» **RECORDS SUPPLIED**:
■ ■ ■ ■ ■
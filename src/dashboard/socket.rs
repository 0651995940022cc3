//! Websocket push channel.
//!
//! Frames are JSON text shaped `{"event": <name>, "data": <payload>}`.

use axum::extract::ws::{Message, WebSocket, WebSocketUpgrade};
use axum::extract::State;
use axum::response::Response;
use chrono::{DateTime, Utc};
use serde::{Deserialize, Serialize};
use tokio::sync::broadcast::error::RecvError;
use tracing::{debug, info, warn};

use crate::config::RuntimeConfig;
use crate::dashboard::AppState;
use crate::strategy::anomaly::Anomaly;
use crate::strategy::decision::MarketDecision;

#[derive(Debug, Clone, Serialize)]
#[serde(rename_all = "camelCase")]
pub struct AnomaliesPayload {
    pub anomalies: Vec<Anomaly>,
    pub timestamp: DateTime<Utc>,
    #[serde(skip_serializing_if = "Option::is_none")]
    pub config: Option<RuntimeConfig>,
}

/// Server to client.
#[derive(Debug, Clone, Serialize)]
#[serde(tag = "event", content = "data", rename_all = "snake_case")]
pub enum ServerEvent {
    Anomalies(AnomaliesPayload),
    MarketDecision(MarketDecision),
}

#[derive(Debug, Clone, Default, Deserialize)]
#[serde(rename_all = "camelCase")]
pub struct AnomalyRequest {
    #[serde(default)]
    pub is_filter_enabled: bool,
    #[serde(default)]
    pub deviation_threshold: Option<f64>,
}

/// Client to server.
#[derive(Debug, Clone, Deserialize)]
#[serde(tag = "event", content = "data", rename_all = "snake_case")]
pub enum ClientEvent {
    RequestAnomalies(AnomalyRequest),
    NewAnomaly(Anomaly),
}

pub async fn websocket_handler(ws: WebSocketUpgrade, State(state): State<AppState>) -> Response {
    ws.on_upgrade(move |socket| handle_socket(socket, state))
}

async fn handle_socket(mut socket: WebSocket, state: AppState) {
    let mut rx = state.events.subscribe();
    info!("Dashboard client connected");

    for event in &greeting(&state).await {
        if send_event(&mut socket, event).await.is_err() {
            return;
        }
    }

    loop {
        tokio::select! {
            event = rx.recv() => match event {
                Ok(event) => {
                    if send_event(&mut socket, &event).await.is_err() {
                        break;
                    }
                }
                Err(RecvError::Lagged(skipped)) => {
                    warn!(skipped, "Socket client lagging, events dropped");
                }
                Err(RecvError::Closed) => break,
            },
            incoming = socket.recv() => match incoming {
                Some(Ok(Message::Text(text))) => {
                    if handle_client_text(&mut socket, &state, text.as_str()).await.is_err() {
                        break;
                    }
                }
                Some(Ok(Message::Close(_))) | Some(Err(_)) | None => break,
                Some(Ok(_)) => {}
            },
        }
    }

    info!("Dashboard client disconnected");
}

/// Sent to each client right after it connects.
pub(crate) async fn greeting(state: &AppState) -> [ServerEvent; 2] {
    [
        ServerEvent::Anomalies(state.dashboard_payload().await),
        ServerEvent::MarketDecision(state.latest_decision.read().await.clone()),
    ]
}

/// Apply one client event and return the reply owed to that client, if any.
pub(crate) async fn apply_client_event(state: &AppState, event: ClientEvent) -> Option<ServerEvent> {
    match event {
        ClientEvent::RequestAnomalies(req) => {
            let threshold = if req.is_filter_enabled {
                Some(match req.deviation_threshold {
                    Some(t) => t,
                    None => state.runtime.read().await.deviation_threshold,
                })
            } else {
                None
            };
            Some(ServerEvent::Anomalies(state.anomalies_payload(threshold).await))
        }
        ClientEvent::NewAnomaly(anomaly) => {
            state.anomalies.write().await.push(anomaly);
            state.publish(ServerEvent::Anomalies(state.dashboard_payload().await));
            None
        }
    }
}

async fn handle_client_text(socket: &mut WebSocket, state: &AppState, text: &str) -> Result<(), axum::Error> {
    let event = match serde_json::from_str::<ClientEvent>(text) {
        Ok(event) => event,
        Err(e) => {
            debug!(error = %e, "Ignoring unrecognised socket message");
            return Ok(());
        }
    };

    match apply_client_event(state, event).await {
        Some(reply) => send_event(socket, &reply).await,
        None => Ok(()),
    }
}

async fn send_event(socket: &mut WebSocket, event: &ServerEvent) -> Result<(), axum::Error> {
    let text = match serde_json::to_string(event) {
        Ok(t) => t,
        Err(e) => {
            warn!(error = %e, "Failed to serialize socket event");
            return Ok(());
        }
    };
    socket.send(Message::Text(text.into())).await
}

#[cfg(test)]
mod tests {
    use super::*;
    use crate::dashboard::test_state;
    use crate::strategy::anomaly::{sample_anomaly, FEED_CAPACITY};
    use crate::strategy::decision::{Decision, Locale};

    fn request(filter: bool, threshold: Option<f64>) -> ClientEvent {
        ClientEvent::RequestAnomalies(AnomalyRequest {
            is_filter_enabled: filter,
            deviation_threshold: threshold,
        })
    }

    fn merchants(event: Option<ServerEvent>) -> Vec<String> {
        match event {
            Some(ServerEvent::Anomalies(p)) => p.anomalies.into_iter().map(|a| a.merchant).collect(),
            other => panic!("expected anomalies, got {other:?}"),
        }
    }

    #[test]
    fn test_server_event_envelope() {
        let event = ServerEvent::MarketDecision(MarketDecision::analyzing(Locale::En));
        let json = serde_json::to_value(&event).unwrap();
        assert_eq!(json["event"], "market_decision");
        assert_eq!(json["data"]["decision"], "ANALYZING");

        let event = ServerEvent::Anomalies(AnomaliesPayload {
            anomalies: vec![],
            timestamp: Utc::now(),
            config: None,
        });
        let json = serde_json::to_value(&event).unwrap();
        assert_eq!(json["event"], "anomalies");
        assert!(json["data"].get("config").is_none());
    }

    #[test]
    fn test_client_events_parse() {
        let req: ClientEvent = serde_json::from_str(
            r#"{"event":"request_anomalies","data":{"isFilterEnabled":true,"deviationThreshold":1.2}}"#,
        )
        .unwrap();
        match req {
            ClientEvent::RequestAnomalies(r) => {
                assert!(r.is_filter_enabled);
                assert_eq!(r.deviation_threshold, Some(1.2));
            }
            other => panic!("unexpected {other:?}"),
        }

        let bad = serde_json::from_str::<ClientEvent>(r#"{"event":"nope","data":{}}"#);
        assert!(bad.is_err());
    }

    #[tokio::test]
    async fn test_request_anomalies_uses_client_threshold() {
        let state = test_state("socket-request");
        state.anomalies.write().await.extend([
            sample_anomaly("low", 0.3),
            sample_anomaly("mid", -1.0),
            sample_anomaly("high", 2.5),
        ]);

        let reply = apply_client_event(&state, request(true, Some(1.0))).await;
        assert_eq!(merchants(reply), vec!["mid", "high"]);

        // No client threshold falls back to the runtime one (0.5)
        let reply = apply_client_event(&state, request(true, None)).await;
        assert_eq!(merchants(reply), vec!["mid", "high"]);

        let reply = apply_client_event(&state, request(false, Some(2.0))).await;
        assert_eq!(merchants(reply), vec!["low", "mid", "high"]);
    }

    #[tokio::test]
    async fn test_new_anomaly_appends_and_broadcasts() {
        let state = test_state("socket-new");
        let mut rx = state.events.subscribe();

        let reply = apply_client_event(&state, ClientEvent::NewAnomaly(sample_anomaly("m0", 1.0))).await;
        assert!(reply.is_none());

        match rx.try_recv() {
            Ok(ServerEvent::Anomalies(payload)) => {
                assert_eq!(payload.anomalies.len(), 1);
                assert!(payload.config.is_some());
            }
            other => panic!("expected an anomalies broadcast, got {other:?}"),
        }

        for i in 1..(FEED_CAPACITY + 5) {
            apply_client_event(&state, ClientEvent::NewAnomaly(sample_anomaly(&format!("m{i}"), 1.0))).await;
        }
        let feed = state.anomalies.read().await.snapshot(None);
        assert_eq!(feed.len(), FEED_CAPACITY);
        assert_eq!(feed[0].merchant, "m5");
    }

    #[tokio::test]
    async fn test_greeting_sends_filtered_feed_and_decision() {
        let state = test_state("socket-greeting");
        state
            .anomalies
            .write()
            .await
            .extend([sample_anomaly("quiet", 0.1), sample_anomaly("loud", 3.0)]);

        let [anomalies, decision] = greeting(&state).await;
        assert_eq!(merchants(Some(anomalies)), vec!["loud"]);
        match decision {
            ServerEvent::MarketDecision(d) => assert_eq!(d.decision, Decision::Analyzing),
            other => panic!("expected a decision, got {other:?}"),
        }
    }
}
■ ■ ■ ■ ■
» **WORK TO COMPLETE**: Search the material for the word "push". Each line where it is found must be copied.

» **OUTPUT OF THE EXERCISE**:
//! Websocket push channel.
            state.anomalies.write().await.push(anomaly);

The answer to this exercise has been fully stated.